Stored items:
== Segment start ==

//! Panel notification tokens.
//!
//! The Chiron TFT firmware recognises a fixed table of `J`-prefixed codes on
//! its receive side. These are a wire contract with the panel and must not be
//! renumbered.

pub const MSG_SD_CARD_INSERTED: &str = "J00";
pub const MSG_SD_CARD_REMOVED: &str = "J01";
pub const MSG_NO_SD_CARD: &str = "J02";
pub const MSG_PRINT_FROM_SD_CARD: &str = "J04";
pub const MSG_PAUSE: &str = "J05";
pub const MSG_NOZZLE_HEATING: &str = "J06";
pub const MSG_NOZZLE_HEATING_DONE: &str = "J07";
pub const MSG_BED_HEATING: &str = "J08";
pub const MSG_BED_HEATING_DONE: &str = "J09";
pub const MSG_NOZZLE_TEMP_ABNORMAL: &str = "J10";
pub const MSG_BED_TEMP_ABNORMAL: &str = "J10";
pub const MSG_KILL_LCD: &str = "J11";
pub const MSG_READY: &str = "J12";
pub const MSG_PRINT_COMPLETE: &str = "J14";
pub const MSG_FILAMENT_OUT_ALERT: &str = "J15";
pub const MSG_STOP: &str = "J16";
pub const MSG_MAIN_BOARD_HAS_RESET: &str = "J17";
pub const MSG_PAUSED: &str = "J18";
pub const MSG_SD_FILE_OPEN_SUCCESS: &str = "J20";
pub const MSG_SD_FILE_OPEN_FAILED: &str = "J21";
pub const MSG_FILAMENT_OUT_BLOCK: &str = "J23";
pub const MSG_START_PROBING: &str = "J24";
pub const MSG_PROBING_COMPLETE: &str = "J25";
pub const MSG_PROBING_NOT_ALLOWED: &str = "J26";

/// File-listing frame markers.
pub const MSG_FILE_LIST_START: &str = "FN ";
pub const MSG_FILE_LIST_END: &str = "END";

/// Firmware-info reply prefix (the panel asks with `A33`, we answer `J33`).
pub const MSG_FIRMWARE_INFO: &str = "J33 ";

// Error lines reported through the A33/J33 channel in place of the version
// string while a fault is pending.
pub const MSG_ERROR_BED_TEMP: &str = "Error: bed temp abnormal";
pub const MSG_ERROR_HOTEND_TEMP: &str = "Error: hotend temp abnormal";
pub const MSG_ERROR_SD_CARD: &str = "Error: no SD card";
pub const MSG_ERROR_POWER_LOSS: &str = "Error: power loss detected";
pub const MSG_ERROR_EEPROM: &str = "Error: EEPROM version mismatch";
pub const MSG_ERROR_FILAMENT_OUT: &str = "Error: filament runout";

// Panel-type probes and log notices used during auto-detection. A standard
// panel answers `SIZE` with `SXY 480 320`; a new panel answers `J200` with a
// `[0]=0 .. [19]=0` dump.
pub const TEST_FOR_STANDARD_PANEL: &str = "SIZE";
pub const TEST_FOR_NEW_PANEL: &str = "J200";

== Segment end ==

- _YOUR ASSIGNMENT_: Go line by line through the data, copying each one that contains the word "SIZE".

- _RESULT_:
// panel answers `SIZE` with `SXY 480 320`; a new panel answers `J200` with a
pub const TEST_FOR_STANDARD_PANEL: &str = "SIZE";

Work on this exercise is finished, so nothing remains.